El 29 de enero de 1996, el Segundo Tribunal Superior de Justicia condenó a Noriega a 20 años de prisión por asociación ilícita para delinquir y privación de libertad cometidos en perjuicio de Juan José Arza Aguilera, León Tejada González, Edgardo Estanislao Sandoval Alba, Jorge Bonilla Arboleda, Ismael Vicente Ortega Caraballo, Francisco Concepción Espinoza, Feliciano Muñoz Vega, Deoclides Julio y Erick Alberto Murillo. La sentencia fue ratificada por la Sala Penal de la Corte Suprema de Justicia el 9 de octubre de 1997.
“Fueron los amigos de Tejada los que lo mataron, que su odio y rencor vaya contra ellos. Yo impedí que se matara gente”, insistió Noriega. Miraba fijamente a Javier. Desde el público se escuchaban las voces que pedían más información. “Diga los nombres”, clamaban.
Después el juez de cumplimiento Roberto Alexander Sánchez permitió que Javier se dirigieran al dictador, que en todo momento permaneció acomodado en una silla de ruedas, con ropa deportiva y escoltado por agentes de seguridad. Javier le preguntó por qué mató a los 11 hombres, si estos ya se habían rendido. No obtuvo respuesta.
Josue también intervino. Dijo que su familia ya había perdonado a Noriega, aunque no creyó nada de lo que dijo.
Posteriormente, el juez de cumplimiento favoreció al exmilitar con la medida de depósito domiciliario para hacer frente a los preparativos de la cirugía para remover un tumor cerebral originalmente programada para el mes de febrero. Finalmente, Noriega fue operado el 7 de marzo y falleció el 29 de mayo, por complicaciones derivadas de la operación.

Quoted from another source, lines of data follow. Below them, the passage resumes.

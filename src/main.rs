//! Binary entry point for the `lzvn` command-line tool.
//!
//! 1. clap parses the command line into [`Args`].
//! 2. [`parse_args`] validates it and resolves environment defaults.
//! 3. [`run`] decodes every input and returns the process exit code.

use clap::Parser;

use lzvn::cli::args::{parse_args, Args, ParsedArgs};
use lzvn::cli::constants::{set_display_level, AUTHOR, PROGRAM_NAME};
use lzvn::io::{decompress_files, DecodePrefs};

/// Execute a validated invocation.
///
/// Returns the process exit code (0 = every input decoded, 1 = otherwise).
fn run(args: ParsedArgs) -> i32 {
    set_display_level(args.display_level);

    lzvn::displaylevel!(
        4,
        "*** {} v{} {}-bit, by {} ***\n",
        PROGRAM_NAME,
        lzvn::LZVN_VERSION_STRING,
        std::mem::size_of::<*const ()>() * 8,
        AUTHOR
    );
    lzvn::displaylevel!(4, "Block size : {} bytes\n", args.block_size);

    let prefs = DecodePrefs {
        block_size: args.block_size,
        overwrite: args.overwrite,
        exact: args.exact,
    };

    match decompress_files(&args.inputs, &args.target, &prefs, args.nb_workers) {
        Ok(0) => 0,
        Ok(failures) => {
            lzvn::displaylevel!(2, "{} of {} inputs failed\n", failures, args.inputs.len());
            1
        }
        Err(e) => {
            lzvn::displaylevel!(1, "{}: {:#}\n", PROGRAM_NAME, e);
            1
        }
    }
}

fn main() {
    let code = match parse_args(Args::parse()) {
        Ok(parsed) => run(parsed),
        Err(e) => {
            lzvn::display!("{}: {:#}\n", PROGRAM_NAME, e);
            1
        }
    };
    std::process::exit(code);
}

Aunque en aquella audiencia el exmilitar nunca habló de redimirse, dos años antes –en Telemetro Reporta-, Noriega esbozó unas disculpas, aunque nunca precisó que estas fueran dirigidas a las víctimas de sus crímenes.
“Bajo la inspiración del Padre Nuestro, la primera oración que aprendí en mi casa, pido perdón a toda persona que se sienta ofendida, afectada, perjudicada o humillada por mis acciones o las de mis superiores en el cumplimiento de órdenes o las de mis subalternos, en ese mismo estatus, y en el tiempo de la responsabilidad de mi gobierno civil y militar”, leyó en el noticiero. Aquellas disculpas las llevó anotadas en una hoja. No hubo lugar para preguntas o improvisaciones. Al terminar la lectura, se acabó su intervención.
Noriega también fue condenado a 20 años de prisión por el homicidio de Giroldi. El dictador tiene una tercera condena por homicidio: el de Hugo Spadafora, en septiembre de 1985.
Hoy por Hoy publicado el 25 de junio de 2015
Manuel Antonio Noriega dijo ayer, sin manifestar arrepentimiento alguno, que él pedía perdón a los que se sintieron ofendidos, afectados, perjudicados o humillados por la dictadura militar que desgobernó este país durante 21 años y que seguramente es la madre de muchos de nuestros males de hoy. Si Noriega pretendía cerrar el capítulo de la oscura era militarista que él mismo dirigió con sangrienta crueldad, ha debido responder por el secuestro y desaparición del padre Héctor Gallego, contar lo que sabe sobre la decapitación del médico Hugo Spadafora o confesar las brutales ejecuciones de militares que se alzaron en su contra en las últimas horas de su tiranía. Pedir perdón es solo parte de un acto de contrición, hace falta genuino arrepentimiento y, con su confesión, finalizar con la inhumana incertidumbre de más de un centenar de familias que sufrieron la desaparición de algún miembro bajo el mando de Omar Torrijos y otros exmilitares. Su “declaración” de ayer no fue más que un mal guión, pero interpretado magistralmente con la soberbia del dictador que fue.